Constant accuracy across populations

The hypothesis of constant accuracy across the populations was overall satisfied at the scale of the department, except for test 1 performed in cattle sampled from department G. Therefore, we considered that the variations of diagnostic performances across populations were negligible, excluding cattle herds from department G.

The proportion of cows positive to test 1 and negative to tests 2 and 3 was higher in department G. The model considered these cows as false-positive due to lower Sp of test 1 in cattle in this area (Additional file 1: Appendix E).
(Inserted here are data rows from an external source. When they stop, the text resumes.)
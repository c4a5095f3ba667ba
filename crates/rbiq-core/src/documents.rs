//! Raw scraped documents: reading them from a JSON export or an inbox directory.
//!
//! The crawler is an external collaborator; we only read what it left behind.

use std::path::{Path, PathBuf};

use serde::{Deserialize, Serialize};
use walkdir::WalkDir;

/// A document as produced by the crawler, before cleaning and chunking.
#[derive(Debug, Clone, PartialEq, Serialize, Deserialize)]
pub struct RawDocument {
    #[serde(default, alias = "Topic", alias = "Title")]
    pub title: String,
    #[serde(default, alias = "URL", alias = "Url")]
    pub url: String,
    #[serde(alias = "Content", alias = "text")]
    pub content: String,
}

impl RawDocument {
    pub fn new(
        title: impl Into<String>,
        url: impl Into<String>,
        content: impl Into<String>,
    ) -> Self {
        Self {
            title: title.into(),
            url: url.into(),
            content: content.into(),
        }
    }
}

/// Loads documents from `path`.
///
/// A `.json` file holds an array of documents. A `.txt` or `.md` file is one
/// document titled after its file stem. A directory is walked (hidden entries
/// skipped, file-name order) and every such file in it is loaded.
pub fn load_documents(path: &Path) -> Result<Vec<RawDocument>, DocumentError> {
    if path.is_file() {
        return load_file(path);
    }
    if !path.is_dir() {
        return Err(DocumentError::NotFound(path.to_path_buf()));
    }
    let mut docs = Vec::new();
    for entry in WalkDir::new(path)
        .follow_links(false)
        .sort_by_file_name()
        .into_iter()
        .filter_entry(|e| !is_hidden(e))
    {
        let entry = entry.map_err(|e| DocumentError::Walk(e.to_string()))?;
        let p = entry.path();
        if p.is_file() && is_document_file(p) {
            docs.extend(load_file(p)?);
        }
    }
    Ok(docs)
}

fn load_file(path: &Path) -> Result<Vec<RawDocument>, DocumentError> {
    let raw = std::fs::read_to_string(path)
        .map_err(|e| DocumentError::Read(path.to_path_buf(), e))?;
    match extension(path).as_deref() {
        Some("json") => {
            serde_json::from_str(&raw).map_err(|e| DocumentError::Parse(path.to_path_buf(), e))
        }
        _ => {
            let title = path
                .file_stem()
                .map(|s| s.to_string_lossy().into_owned())
                .unwrap_or_default();
            Ok(vec![RawDocument::new(title, String::new(), raw)])
        }
    }
}

fn extension(path: &Path) -> Option<String> {
    path.extension().map(|e| e.to_string_lossy().to_ascii_lowercase())
}

fn is_document_file(path: &Path) -> bool {
    matches!(extension(path).as_deref(), Some("json" | "txt" | "md"))
}

fn is_hidden(entry: &walkdir::DirEntry) -> bool {
    entry.depth() > 0
        && entry
            .file_name()
            .to_str()
            .map(|s| s.starts_with('.'))
            .unwrap_or(false)
}

#[derive(Debug, thiserror::Error)]
pub enum DocumentError {
    #[error("no such file or directory: {0}")]
    NotFound(PathBuf),
    #[error("walk error: {0}")]
    Walk(String),
    #[error("read error for {0}: {1}")]
    Read(PathBuf, std::io::Error),
    #[error("invalid documents JSON in {0}: {1}")]
    Parse(PathBuf, serde_json::Error),
}
//! Exact nearest-neighbor index over fixed-dimension vectors (flat L2 scan).
//!
//! Append-only: vectors keep their arrival position forever, which is what the
//! metadata store relies on.

use std::cmp::Ordering;

const MAGIC: [u8; 4] = *b"FL2I";
const VERSION: u16 = 1;
const HEADER_LEN: usize = 4 + 2 + 4 + 8;

/// One search hit: position of the stored vector and its squared L2 distance.
#[derive(Debug, Clone, Copy, PartialEq)]
pub struct Neighbor {
    pub index: usize,
    pub distance: f32,
}

/// Flat vector index. Vectors are stored contiguously, `dimension` floats each.
#[derive(Debug, Clone, PartialEq)]
pub struct FlatL2Index {
    dimension: usize,
    data: Vec<f32>,
}

impl FlatL2Index {
    pub fn new(dimension: usize) -> Result<Self, FlatIndexError> {
        if dimension == 0 {
            return Err(FlatIndexError::ZeroDimension);
        }
        Ok(Self {
            dimension,
            data: Vec::new(),
        })
    }

    pub fn dimension(&self) -> usize {
        self.dimension
    }

    /// Number of stored vectors.
    pub fn len(&self) -> usize {
        self.data.len() / self.dimension
    }

    pub fn is_empty(&self) -> bool {
        self.data.is_empty()
    }

    pub fn get(&self, index: usize) -> Option<&[f32]> {
        let start = index.checked_mul(self.dimension)?;
        self.data.get(start..start.checked_add(self.dimension)?)
    }

    /// Checks that every vector has the index dimension without storing anything.
    pub fn check(&self, vectors: &[Vec<f32>]) -> Result<(), FlatIndexError> {
        match vectors.iter().find(|v| v.len() != self.dimension) {
            Some(v) => Err(FlatIndexError::DimensionMismatch {
                expected: self.dimension,
                actual: v.len(),
            }),
            None => Ok(()),
        }
    }

    /// Appends vectors in order. All-or-nothing: a wrong-sized vector anywhere
    /// in the batch leaves the index untouched.
    pub fn add(&mut self, vectors: &[Vec<f32>]) -> Result<(), FlatIndexError> {
        self.check(vectors)?;
        self.data.reserve(vectors.len() * self.dimension);
        for v in vectors {
            self.data.extend_from_slice(v);
        }
        Ok(())
    }

    /// Returns up to `k` stored vectors nearest to `query`, by ascending squared
    /// L2 distance. Ties go to the earlier-inserted vector.
    pub fn search(&self, query: &[f32], k: usize) -> Result<Vec<Neighbor>, FlatIndexError> {
        if query.len() != self.dimension {
            return Err(FlatIndexError::DimensionMismatch {
                expected: self.dimension,
                actual: query.len(),
            });
        }
        if k == 0 {
            return Ok(Vec::new());
        }
        let mut hits: Vec<Neighbor> = self
            .data
            .chunks_exact(self.dimension)
            .enumerate()
            .map(|(index, v)| Neighbor {
                index,
                distance: l2_squared(query, v),
            })
            .collect();
        hits.sort_by(compare);
        hits.truncate(k);
        Ok(hits)
    }

    /// Serializes to the on-disk layout: magic, version, dimension, count, then
    /// little-endian f32 values.
    pub fn to_bytes(&self) -> Vec<u8> {
        let mut buffer = Vec::with_capacity(HEADER_LEN + self.data.len() * 4);
        buffer.extend_from_slice(&MAGIC);
        buffer.extend_from_slice(&VERSION.to_le_bytes());
        buffer.extend_from_slice(&(self.dimension as u32).to_le_bytes());
        buffer.extend_from_slice(&(self.len() as u64).to_le_bytes());
        for val in &self.data {
            buffer.extend_from_slice(&val.to_le_bytes());
        }
        buffer
    }

    pub fn from_bytes(bytes: &[u8]) -> Result<Self, FlatIndexError> {
        if bytes.len() < HEADER_LEN {
            return Err(FlatIndexError::Decode("file too short".into()));
        }
        if bytes[0..4] != MAGIC {
            return Err(FlatIndexError::Decode("invalid magic".into()));
        }
        let version = u16::from_le_bytes([bytes[4], bytes[5]]);
        if version != VERSION {
            return Err(FlatIndexError::Decode(format!("unsupported version {version}")));
        }
        let dimension = u32::from_le_bytes(array(&bytes[6..10])) as usize;
        let count = u64::from_le_bytes(array(&bytes[10..18])) as usize;
        let mut index = Self::new(dimension)?;

        let payload = &bytes[HEADER_LEN..];
        let expected = count
            .checked_mul(dimension)
            .and_then(|n| n.checked_mul(4))
            .ok_or_else(|| FlatIndexError::Decode("vector count overflows".into()))?;
        if payload.len() != expected {
            return Err(FlatIndexError::Decode(format!(
                "expected {expected} payload bytes for {count} vectors, found {}",
                payload.len()
            )));
        }
        index.data = payload
            .chunks_exact(4)
            .map(|b| f32::from_le_bytes(array(b)))
            .collect();
        Ok(index)
    }
}

fn array<const N: usize>(bytes: &[u8]) -> [u8; N] {
    let mut out = [0u8; N];
    out.copy_from_slice(bytes);
    out
}

/// NaN distances sort after every real distance.
fn compare(a: &Neighbor, b: &Neighbor) -> Ordering {
    let by_distance = match (a.distance.is_nan(), b.distance.is_nan()) {
        (false, true) => Ordering::Less,
        (true, false) => Ordering::Greater,
        (true, true) => Ordering::Equal,
        (false, false) => a.distance.total_cmp(&b.distance),
    };
    by_distance.then(a.index.cmp(&b.index))
}

pub fn l2_squared(a: &[f32], b: &[f32]) -> f32 {
    a.iter().zip(b).map(|(x, y)| (x - y) * (x - y)).sum()
}

#[derive(Debug, thiserror::Error)]
pub enum FlatIndexError {
    #[error("vector dimension must be positive")]
    ZeroDimension,
    #[error("dimension mismatch: index has {expected}, got {actual}")]
    DimensionMismatch { expected: usize, actual: usize },
    #[error("corrupt index bytes: {0}")]
    Decode(String),
}

#[cfg(test)]
mod tests {
    use super::*;

    fn index(vectors: &[Vec<f32>]) -> FlatL2Index {
        let mut idx = FlatL2Index::new(vectors[0].len()).unwrap();
        idx.add(vectors).unwrap();
        idx
    }

    #[test]
    fn nearest_first_with_squared_distances() {
        let idx = index(&[vec![0.0, 0.0], vec![3.0, 4.0], vec![1.0, 0.0]]);
        assert_eq!(idx.get(1), Some(&[3.0, 4.0][..]));
        assert_eq!(idx.get(3), None);
        let hits = idx.search(&[0.9, 0.0], 3).unwrap();
        let order: Vec<usize> = hits.iter().map(|h| h.index).collect();
        assert_eq!(order, vec![2, 0, 1]);
        assert!((hits[1].distance - 0.81).abs() < 1e-6);
    }

    #[test]
    fn ties_go_to_first_inserted() {
        let idx = index(&[vec![1.0, 0.0], vec![0.0, 1.0], vec![1.0, 0.0]]);
        let hits = idx.search(&[1.0, 0.0], 2).unwrap();
        assert_eq!(hits[0].index, 0);
        assert_eq!(hits[1].index, 2);
    }

    #[test]
    fn k_larger_than_size_returns_all() {
        let idx = index(&[vec![1.0], vec![2.0], vec![3.0]]);
        assert_eq!(idx.search(&[0.0], 10).unwrap().len(), 3);
        assert!(idx.search(&[0.0], 0).unwrap().is_empty());
    }

    #[test]
    fn nan_distances_sort_last() {
        let idx = index(&[vec![f32::NAN], vec![5.0]]);
        let hits = idx.search(&[0.0], 2).unwrap();
        assert_eq!(hits[0].index, 1);
    }

    #[test]
    fn wrong_dimensions_are_rejected_without_partial_add() {
        let mut idx = FlatL2Index::new(2).unwrap();
        let err = idx.add(&[vec![1.0, 2.0], vec![1.0]]).unwrap_err();
        assert!(matches!(err, FlatIndexError::DimensionMismatch { expected: 2, actual: 1 }));
        assert!(idx.is_empty());
        assert!(idx.search(&[1.0, 2.0, 3.0], 1).is_err());
        assert!(FlatL2Index::new(0).is_err());
    }

    #[test]
    fn bytes_round_trip_gives_identical_search() {
        let idx = index(&[vec![0.5, -1.0, 2.0], vec![0.1, 0.2, 0.3], vec![-3.0, 0.0, 1.5]]);
        let bytes = idx.to_bytes();
        let back = FlatL2Index::from_bytes(&bytes).unwrap();
        assert_eq!(back, idx);
        assert_eq!(back.to_bytes(), bytes);
        let q = [0.0, 0.0, 1.0];
        assert_eq!(back.search(&q, 3).unwrap(), idx.search(&q, 3).unwrap());
    }

    #[test]
    fn corrupt_bytes_are_rejected() {
        let bytes = index(&[vec![1.0, 2.0]]).to_bytes();
        assert!(FlatL2Index::from_bytes(&bytes[..bytes.len() - 1]).is_err());
        let mut trailing = bytes.clone();
        trailing.push(0);
        assert!(FlatL2Index::from_bytes(&trailing).is_err());
        let mut bad_magic = bytes;
        bad_magic[0] = b'X';
        assert!(matches!(FlatL2Index::from_bytes(&bad_magic), Err(FlatIndexError::Decode(_))));
    }
}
This result is consistent with the fact that abortions were rarely attributed to C. burnetii in this department for at least the past decade, according to the quantitative PCR results obtained by the veterinary laboratory responsible for the diagnosis of abortions in this area. These false-positive cows were sampled from several herds (9 out of the 10 herds sampled in this department). We were not able to identify any specific factor (i.e., age, parity, geographic area) associated with this result. We also discarded the hypothesis of a technical issue at the laboratories because positive and negative controls of each ELISA fulfil the validity criteria defined by the manufacturer. We also discarded a batch effect of test 1: although all cattle from department G were tested with a same batch of test 1, this batch was also used for other species and departments. Overall, these results point out a potential lack of Sp of test 1 in some epidemiological contexts, at least when applied to cattle. This lack of Sp might be related to the antigen preparation of this test, based on the tick-isolated Nine Mile reference strain: we may hypothesize that this antigen cross-reacts with antibodies against other bacterial species [48,49,50], especially some Coxiella-like bacteria [51, 52]; however, data are lacking to assess whether cattle are particularly exposed to Coxiella-like bacteria in this department. Overall, we conclude that test 1 should be used and interpreted carefully in cattle because false-positive results may occur, at least in some geographic areas.
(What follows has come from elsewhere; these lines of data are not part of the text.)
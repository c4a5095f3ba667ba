//! File watcher for the crawler's output directory. Reloads documents when files change.

use std::path::Path;
use std::sync::mpsc;
use std::time::Duration;

use notify_debouncer_mini::notify;
use notify_debouncer_mini::{new_debouncer, DebounceEventResult};

use crate::documents::{load_documents, DocumentError, RawDocument};

const DEBOUNCE: Duration = Duration::from_millis(400);

/// Watches `inbox` and calls `on_change` with its documents whenever files change (debounced).
/// Blocks until the process is stopped. Returns Err on setup failure.
pub fn watch_inbox(
    inbox: &Path,
    on_change: impl Fn(Result<Vec<RawDocument>, DocumentError>) + Send + 'static,
) -> Result<(), WatchError> {
    let (_stop_tx, stop_rx) = mpsc::channel::<()>();
    watch_inbox_until(inbox, on_change, stop_rx)
}

/// Like [`watch_inbox`], but returns once `stop` receives a message or its sender is dropped.
pub fn watch_inbox_until(
    inbox: &Path,
    on_change: impl Fn(Result<Vec<RawDocument>, DocumentError>) + Send + 'static,
    stop: mpsc::Receiver<()>,
) -> Result<(), WatchError> {
    if !inbox.is_dir() {
        return Err(WatchError::NotADirectory(inbox.to_path_buf()));
    }
    let inbox = inbox.canonicalize().map_err(WatchError::Canonicalize)?;
    let inbox_for_callback = inbox.clone();

    let mut debouncer = new_debouncer(DEBOUNCE, move |res: DebounceEventResult| match res {
        Ok(events) => {
            tracing::debug!(events = events.len(), "inbox changed");
            on_change(load_documents(&inbox_for_callback));
        }
        Err(e) => tracing::warn!(error = %e, "watcher error"),
    })
    .map_err(|e| WatchError::Notify(e.to_string()))?;

    debouncer
        .watcher()
        .watch(&inbox, notify::RecursiveMode::Recursive)
        .map_err(|e| WatchError::Watch(e.to_string()))?;
    tracing::info!(inbox = %inbox.display(), "watching for new documents");

    stop.recv().ok();
    Ok(())
}

#[derive(Debug, thiserror::Error)]
pub enum WatchError {
    #[error("not a directory: {0}")]
    NotADirectory(std::path::PathBuf),
    #[error("failed to resolve path: {0}")]
    Canonicalize(std::io::Error),
    #[error("watcher init: {0}")]
    Notify(String),
    #[error("watch failed: {0}")]
    Watch(String),
}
Sensitivity and specificity estimates

According to our global models (cattle from department G being excluded), the three tests were highly specific, especially for goats and sheep, but poorly sensitive, with Se estimates particularly low (they were below 76% for tests 1 and 2 in all species). This result supports the current recommendations of the OIE that ELISA tests should not be used for the diagnosis of C. burnetii infection at the individual level [7]. Although test 3 was the most sensitive in all species, it was also the least specific in cattle and goats. The variation in Se and Sp estimates between domestic ruminant species (Figure 2) is noteworthy, and was already outlined in previous studies [14, 20, 24]. This result points out the importance of considering the species on which a test is intended to be applied when choosing an ELISA test.
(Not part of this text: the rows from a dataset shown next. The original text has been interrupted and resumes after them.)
//! CLI entry point for rbiq: preprocess, build, update, and query snapshots.

use std::path::{Path, PathBuf};
use std::process::ExitCode;
use std::sync::Arc;
use std::time::Duration;

use anyhow::Context;
use clap::Parser;
use rbiq_core::{
    app_data_dir, build_index, export_bundle, load_config, load_config_from, load_documents,
    preprocess_documents, read_chunks, save_config, save_config_to, update_index, write_chunks,
    ChunkSummary, Config, Embedder, ProcessedIds, Retriever, SnapshotLayout,
};
use tracing_subscriber::EnvFilter;

#[derive(Parser)]
#[command(name = "rbiq")]
#[command(about = "rbiq: retrieval over scraped RBI documents")]
struct Cli {
    /// Config file (default: config.toml in the app data directory).
    #[arg(long, global = true, value_name = "PATH")]
    config: Option<PathBuf>,
    /// Snapshot directory; overrides `index_dir` from the config.
    #[arg(long, global = true, value_name = "DIR")]
    index_dir: Option<PathBuf>,
    #[command(subcommand)]
    command: Option<Commands>,
}

#[derive(clap::Subcommand)]
enum Commands {
    /// Show the snapshot's size and dimension.
    Info,
    /// Show where rbiq stores its config and snapshot (app data directory).
    DataDir,
    /// Set and persist the snapshot directory in the config file.
    SetIndexDir {
        #[arg(value_name = "DIR")]
        dir: PathBuf,
    },
    /// Clean and chunk scraped documents into a chunks file.
    Preprocess {
        /// Documents JSON file, or a directory of .json/.txt/.md files.
        #[arg(value_name = "INPUT")]
        input: PathBuf,
        #[arg(long, default_value = "data/chunks.json")]
        out: PathBuf,
    },
    /// Embed a chunks file and replace the snapshot with it.
    Build {
        #[arg(long, default_value = "data/chunks.json")]
        chunks: PathBuf,
    },
    /// Append documents not indexed before.
    Update {
        #[arg(value_name = "INPUT")]
        input: PathBuf,
        /// Keep running and update whenever INPUT (a directory) changes.
        #[arg(long, conflicts_with = "interval_secs")]
        watch: bool,
        /// Keep running and update every N seconds.
        #[arg(long, value_name = "N")]
        interval_secs: Option<u64>,
    },
    /// Export the snapshot as a single bundle file.
    Bundle {
        #[arg(long)]
        out: Option<PathBuf>,
    },
    /// Retrieve the chunks nearest to a question.
    Query {
        #[arg(value_name = "TEXT")]
        text: String,
        #[arg(long)]
        top_k: Option<usize>,
        /// Serve from a bundle file instead of the split snapshot.
        #[arg(long)]
        bundle: Option<PathBuf>,
        /// Print results as JSON.
        #[arg(long)]
        json: bool,
    },
}

#[tokio::main]
async fn main() -> ExitCode {
    init_logging();
    let cli = Cli::parse();
    match run(cli).await {
        Ok(()) => ExitCode::SUCCESS,
        Err(e) => {
            eprintln!("Error: {e:#}");
            ExitCode::FAILURE
        }
    }
}

fn init_logging() {
    let filter = EnvFilter::try_from_default_env().unwrap_or_else(|_| EnvFilter::new("info"));
    tracing_subscriber::fmt()
        .with_env_filter(filter)
        .with_target(false)
        .with_writer(std::io::stderr)
        .init();
}

async fn run(cli: Cli) -> anyhow::Result<()> {
    let mut config = match &cli.config {
        Some(path) => load_config_from(path)?,
        None => load_config(),
    };
    let layout = match &cli.index_dir {
        Some(dir) => SnapshotLayout::new(dir),
        None => config.layout()?,
    };

    match cli.command.unwrap_or(Commands::Info) {
        Commands::Info => {
            let store = layout.load()?;
            let ledger = ProcessedIds::load(&layout.ledger_path())?;
            println!("Snapshot {}", layout.dir().display());
            println!("  chunks:    {}", store.len());
            println!("  dimension: {}", store.dimension());
            println!("  processed documents (ledger): {}", ledger.len());
        }
        Commands::DataDir => match app_data_dir() {
            Some(p) => println!("{}", p.display()),
            None => anyhow::bail!("could not determine app data directory"),
        },
        Commands::SetIndexDir { dir } => {
            let dir = config.set_index_dir(&dir)?;
            match &cli.config {
                Some(path) => save_config_to(path, &config)?,
                None => save_config(&config)?,
            }
            println!("Snapshot directory set to {}", dir.display());
        }
        Commands::Preprocess { input, out } => {
            let docs = load_documents(&input)?;
            let prepared = preprocess_documents(&docs, &config.chunking)?;
            write_chunks(&out, &prepared.chunks)?;
            let summary_path = ChunkSummary::path_for(&out);
            ChunkSummary::from_chunks(&prepared.chunks)
                .write(&summary_path)
                .with_context(|| format!("writing {}", summary_path.display()))?;
            println!(
                "Preprocessed {} chunk(s) from {} document(s) ({} skipped) into {}",
                prepared.chunks.len(),
                prepared.processed_documents,
                prepared.skipped_documents,
                out.display()
            );
        }
        Commands::Build { chunks } => {
            let chunks = read_chunks(&chunks)?;
            let embedder = config.embedder.build()?;
            let options = config.index_options();
            let report = build_index(chunks, embedder.as_ref(), &layout, &options).await?;
            println!(
                "Stored {} vector(s) of dimension {} in {}",
                report.chunks,
                report.dimension,
                layout.dir().display()
            );
        }
        Commands::Update {
            input,
            watch,
            interval_secs,
        } => {
            let embedder = config.embedder.build()?;
            run_update(&input, &embedder, &layout, &config).await?;
            if watch {
                watch_updates(input, embedder, layout, config).await?;
            } else if let Some(secs) = interval_secs {
                loop {
                    tokio::time::sleep(Duration::from_secs(secs)).await;
                    if let Err(e) = run_update(&input, &embedder, &layout, &config).await {
                        tracing::error!(error = %format!("{e:#}"), "scheduled update failed");
                    }
                }
            }
        }
        Commands::Bundle { out } => {
            let out = out.unwrap_or_else(|| layout.bundle_path());
            let n = export_bundle(&layout, &out)?;
            println!("Bundled {} chunk(s) into {}", n, out.display());
        }
        Commands::Query {
            text,
            top_k,
            bundle,
            json,
        } => {
            let embedder = config.embedder.build()?;
            let retriever = match bundle {
                Some(path) => Retriever::open_bundle(&path, embedder)?,
                None => Retriever::open(&layout, embedder)?,
            };
            let results = retriever
                .retrieve(&text, top_k.unwrap_or(config.retrieval.top_k))
                .await?;
            if json {
                println!("{}", serde_json::to_string_pretty(&results)?);
            } else if results.is_empty() {
                println!("No results.");
            } else {
                println!(
                    "{} of {} chunk(s), nearest first:",
                    results.len(),
                    retriever.store().len()
                );
                for (rank, r) in results.iter().enumerate() {
                    let preview: String = r.content.chars().take(160).collect();
                    println!("{:>2}. [{:.4}] {}", rank + 1, r.score, r.title);
                    if !r.source.is_empty() {
                        println!("    {}", r.source);
                    }
                    println!("    {}", preview);
                }
            }
        }
    }
    Ok(())
}

async fn run_update(
    input: &Path,
    embedder: &Arc<dyn Embedder>,
    layout: &SnapshotLayout,
    config: &Config,
) -> anyhow::Result<()> {
    let docs = load_documents(input)?;
    let report = update_index(docs, embedder.as_ref(), layout, &config.index_options()).await?;
    if report.new_documents == 0 {
        println!("No new documents found.");
    } else {
        println!(
            "{} new document(s), {} chunk(s) appended, {} total",
            report.new_documents, report.appended_chunks, report.total_chunks
        );
    }
    Ok(())
}

/// Blocks on the inbox watcher; each change runs an update on the runtime.
async fn watch_updates(
    inbox: PathBuf,
    embedder: Arc<dyn Embedder>,
    layout: SnapshotLayout,
    config: Config,
) -> anyhow::Result<()> {
    let handle = tokio::runtime::Handle::current();
    let watched = inbox.clone();
    tokio::task::spawn_blocking(move || {
        rbiq_core::watch_inbox(&watched, move |docs| {
            let docs = match docs {
                Ok(docs) => docs,
                Err(e) => {
                    tracing::warn!(error = %e, "could not read inbox");
                    return;
                }
            };
            let options = config.index_options();
            match handle.block_on(update_index(docs, embedder.as_ref(), &layout, &options)) {
                Ok(report) if report.new_documents > 0 => tracing::info!(
                    new_documents = report.new_documents,
                    appended = report.appended_chunks,
                    "inbox update applied"
                ),
                Ok(_) => {}
                Err(e) => tracing::error!(error = %e, "inbox update failed"),
            }
        })
    })
    .await
    .context("watcher thread panicked")?
    .with_context(|| format!("watching {}", inbox.display()))?;
    Ok(())
}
The Sp and Se estimates of the current study are respectively similar and lower than those reported in previous studies [20,21,22,23,24]. We explain this difference by the fact that our models provide accurate estimations of the conditional dependence between the three ELISA tests. In particular, the conditional dependence for seropositive animals between tests 1 and 2 was greater than 0.1 in all species, which is high compared to the value estimated in other studies, in which conditional dependence was either omitted (and fixed to 0) [20, 24] or estimated at low values [21,22,23,24] (0.004 to 0.013 according to Lucchese et al. for the same tests 1 and 2 [24]). The high positive conditional dependence between tests 1 and 2 in all species for truly seropositive animals results from a large increase of the probability of mutual false-negative results between tests 1 and 2, compared to the situation where tests are conditionally independent. The estimates of the conditional dependence for seronegative animals between all pairs of tests were low but strictly positive. As a result, even though false-positive animals are rare (because specificities of the tests are high), the probability that an animal would be falsely positive to a test, given that it is already false-positive to another test, is relatively high. Therefore, when suspecting one serum to be falsely positive to one of the three ELISA tests, the procedure for testing this serum with another ELISA test will generally also provide a positive result, even if the animal is truly seronegative.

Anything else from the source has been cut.